Rasha Abdel-Aal, Head of the Egyptian Tax Authority, confirmed that the second package of tax incentives includes several key measures and legislative amendments designed to balance support for economic activity with simplifying the tax system.

She explained that the package introduces an amendment to the Value Added Tax (VAT) law, reducing the VAT rate on medical devices to 5% instead of 14%, while exempting inputs, parts, dialysis supplies, and kidney filters from VAT. The move aims to support the healthcare sector, ease the burden on citizens, and promote local manufacturers and products.

The measures come under the directives of Finance Minister Ahmed Kouchouk to expand tax incentives and support vital sectors.

Abdel-Aal added that the package extends the maximum deferral period for VAT on machinery, equipment, and medical devices used in industrial production to four years, based on reasons and justifications approved by the Tax Authority.

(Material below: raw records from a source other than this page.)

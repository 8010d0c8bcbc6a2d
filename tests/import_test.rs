use anyhow::Result;
use rusqlite::Connection;
use rust_decimal::Decimal;
use std::fs;
use std::path::{Path, PathBuf};
use std::str::FromStr;
use tempfile::tempdir;

use listings_api::db::{self, DatabaseManager};
use listings_api::import::{ImportOptions, Importer};
use listings_api::repository::listings;

const HEADER: &str = "url,price,rooms,city,district,building_type,owner_type,has_parking";

fn write_csv(dir: &Path, name: &str, rows: &[&str]) -> Result<PathBuf> {
    let path = dir.join(name);
    let mut content = String::from(HEADER);
    for row in rows {
        content.push('\n');
        content.push_str(row);
    }
    content.push('\n');
    fs::write(&path, content)?;
    Ok(path)
}

fn count(conn: &Connection, table: &str) -> Result<i64> {
    Ok(conn.query_row(&format!("SELECT COUNT(*) FROM {table}"), [], |row| row.get(0))?)
}

fn fixture() -> PathBuf {
    Path::new(env!("CARGO_MANIFEST_DIR")).join("tests/fixtures/listings.csv")
}

#[test]
fn test_single_row_creates_listing_and_each_dimension() -> Result<()> {
    let dir = tempdir()?;
    let csv = write_csv(dir.path(), "one.csv", &["http://x/1,300000,2,,,,,"])?;
    let mut conn = db::open_in_memory()?;

    let summary = Importer::default().import_file(&mut conn, &csv)?;

    assert_eq!(summary.rows_seen, 1);
    assert_eq!(summary.created, 1);
    for table in ["listing", "location", "building", "owner", "features"] {
        assert_eq!(count(&conn, table)?, 1, "table {table}");
    }

    let stored = listings::find_by_url(&conn, "http://x/1")?.expect("listing stored");
    assert_eq!(stored.price_total_zl, Some(Decimal::from(300_000)));
    assert_eq!(stored.rooms, Some(2));
    Ok(())
}

#[test]
fn test_reimport_with_new_price_updates_in_place() -> Result<()> {
    let dir = tempdir()?;
    let first = write_csv(dir.path(), "first.csv", &["http://x/1,300000,2,Warszawa,Mokotów,blok,prywatny,tak"])?;
    let second = write_csv(dir.path(), "second.csv", &["http://x/1,310000,2,Warszawa,Mokotów,blok,prywatny,tak"])?;
    let mut conn = db::open_in_memory()?;
    let importer = Importer::default();

    importer.import_file(&mut conn, &first)?;
    let summary = importer.import_file(&mut conn, &second)?;

    assert_eq!(summary.updated, 1);
    assert_eq!(summary.created, 0);
    assert_eq!(count(&conn, "listing")?, 1);
    let stored = listings::find_by_url(&conn, "http://x/1")?.expect("listing stored");
    assert_eq!(stored.price_total_zl, Some(Decimal::from(310_000)));
    Ok(())
}

#[test]
fn test_importing_twice_is_idempotent() -> Result<()> {
    let mut conn = db::open_in_memory()?;
    let importer = Importer::default();

    let first = importer.import_file(&mut conn, &fixture())?;
    let listings_after_first = count(&conn, "listing")?;
    let locations_after_first = count(&conn, "location")?;

    let second = importer.import_file(&mut conn, &fixture())?;

    assert_eq!(first.created, 4);
    assert_eq!(second.created, 0);
    assert_eq!(second.updated, 0);
    assert_eq!(second.skipped, 4);
    assert_eq!(second.dimensions_created.total(), 0);
    assert_eq!(count(&conn, "listing")?, listings_after_first);
    assert_eq!(count(&conn, "location")?, locations_after_first);
    Ok(())
}

#[test]
fn test_fixture_normalizes_polish_formats() -> Result<()> {
    let mut conn = db::open_in_memory()?;
    let summary = Importer::default().import_file(&mut conn, &fixture())?;

    assert_eq!(summary.rows_seen, 5);
    assert_eq!(summary.failed, 1);
    assert_eq!(summary.failures[0].line, 5);
    assert_eq!(summary.failures[0].url, None);

    let first = listings::find_by_url(&conn, "https://example.com/offer/1")?.expect("offer 1");
    assert_eq!(first.price_total_zl, Some(Decimal::from(450_000)));
    assert_eq!(first.price_sqm_zl, Some(Decimal::from(9_000)));
    assert_eq!(first.area, Some(Decimal::from(50)));
    assert_eq!(first.date_posted.map(|d| d.to_string()).as_deref(), Some("2024-01-15"));
    assert_eq!(first.description_text.as_deref(), Some("Jasne mieszkanie"));

    let second = listings::find_by_url(&conn, "https://example.com/offer/2")?.expect("offer 2");
    assert_eq!(second.price_total_zl, Some(Decimal::from_str("620000.50")?));
    assert_eq!(second.area, Some(Decimal::from_str("72.5")?));

    // Unparseable price and date are stored as absent, the row still lands.
    let third = listings::find_by_url(&conn, "https://example.com/offer/3")?.expect("offer 3");
    assert_eq!(third.price_total_zl, None);
    assert_eq!(third.date_posted, None);
    assert_eq!(third.price_sqm_zl, Some(Decimal::from(7_100)));
    assert_eq!(summary.malformed_fields, 2);

    // Offers 1 and 4 share every dimension tuple.
    let fourth = listings::find_by_url(&conn, "https://example.com/offer/4")?.expect("offer 4");
    assert_eq!(first.location_id, fourth.location_id);
    assert_eq!(first.building_id, fourth.building_id);
    assert_eq!(first.owner_id, fourth.owner_id);
    assert_eq!(first.features_id, fourth.features_id);
    assert_eq!(count(&conn, "location")?, 3);
    Ok(())
}

#[test]
fn test_missing_url_is_rejected_and_run_continues() -> Result<()> {
    let dir = tempdir()?;
    let csv = write_csv(
        dir.path(),
        "gaps.csv",
        &[",250000,1,,,,,", "ftp://x/2,260000,1,,,,,", "http://x/3,270000,1,,,,,"],
    )?;
    let mut conn = db::open_in_memory()?;

    let summary = Importer::default().import_file(&mut conn, &csv)?;

    assert_eq!(summary.failed, 2);
    assert_eq!(summary.created, 1);
    assert_eq!(summary.failures[0].line, 2);
    assert_eq!(summary.failures[1].line, 3);
    assert_eq!(summary.failures[1].url.as_deref(), Some("ftp://x/2"));
    assert_eq!(count(&conn, "listing")?, 1);
    // Rejected rows leave no dimension rows behind.
    assert_eq!(count(&conn, "location")?, 1);
    Ok(())
}

#[test]
fn test_malformed_number_keeps_row() -> Result<()> {
    let dir = tempdir()?;
    let csv = write_csv(dir.path(), "bad.csv", &["http://x/1,abc,dwa,,,,,"])?;
    let mut conn = db::open_in_memory()?;

    let summary = Importer::default().import_file(&mut conn, &csv)?;

    assert_eq!(summary.created, 1);
    assert_eq!(summary.malformed_fields, 2);
    let stored = listings::find_by_url(&conn, "http://x/1")?.expect("listing stored");
    assert_eq!(stored.price_total_zl, None);
    assert_eq!(stored.rooms, None);
    Ok(())
}

#[test]
fn test_header_with_only_url_column() -> Result<()> {
    let mut conn = db::open_in_memory()?;
    let summary = Importer::default().import_reader(&mut conn, "url\nhttps://example.com/a\n".as_bytes())?;
    assert_eq!(summary.created, 1);
    assert_eq!(count(&conn, "owner")?, 1);
    Ok(())
}

#[test]
fn test_storage_failure_aborts_and_rolls_back_batch() -> Result<()> {
    let dir = tempdir()?;
    let csv = write_csv(dir.path(), "rows.csv", &["http://x/1,1,1,,,,,", "http://x/2,2,1,,,,,"])?;
    let mut conn = db::open_in_memory()?;
    conn.execute_batch("DROP TABLE listing;")?;

    let result = Importer::new(ImportOptions { batch_size: 0 }).import_file(&mut conn, &csv);

    assert!(result.is_err());
    assert_eq!(count(&conn, "location")?, 0);
    Ok(())
}

#[test]
fn test_file_database_persists_between_connections() -> Result<()> {
    let dir = tempdir()?;
    let csv = write_csv(dir.path(), "one.csv", &["http://x/1,300000,2,,,,,"])?;
    let manager = DatabaseManager::new(dir.path().join("listings.db"));
    manager.run_migrations()?;

    {
        let mut conn = manager.get_connection()?;
        Importer::new(ImportOptions { batch_size: 1 }).import_file(&mut conn, &csv)?;
    }

    let conn = manager.get_connection()?;
    assert_eq!(listings::count(&conn)?, 1);
    Ok(())
}

#[test]
fn test_uppercase_header_imports_rows() -> Result<()> {
    let mut conn = db::open_in_memory()?;
    let csv = "URL,Price,City\nhttp://x/1,450 000 zł,Warszawa\n";

    let summary = Importer::default().import_reader(&mut conn, csv.as_bytes())?;

    assert_eq!(summary.created, 1);
    assert_eq!(summary.failed, 0);
    let stored = listings::find_by_url(&conn, "http://x/1")?.expect("listing stored");
    assert_eq!(stored.price_total_zl, Some(Decimal::from(450_000)));
    Ok(())
}

#[test]
fn test_conflicting_header_fails_before_any_row() -> Result<()> {
    let mut conn = db::open_in_memory()?;
    let csv = "url,price,price_total_zl\nhttp://x/1,1,2\nhttp://x/2,3,4\n";

    let result = Importer::default().import_reader(&mut conn, csv.as_bytes());

    assert!(result.is_err());
    assert_eq!(count(&conn, "listing")?, 0);
    assert_eq!(count(&conn, "location")?, 0);
    Ok(())
}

It also exempts services provided for goods in transit from VAT, provided transport is conducted under Customs Authority supervision and in line with Customs Law regulations, supporting and stimulating transit trade within Egypt.

She noted that household-use soap and industrial detergents are subject to the standard 14% VAT, allowing taxpayers to deduct all production inputs, in accordance with international best practices and the Tax Authority’s policies to ensure tax fairness.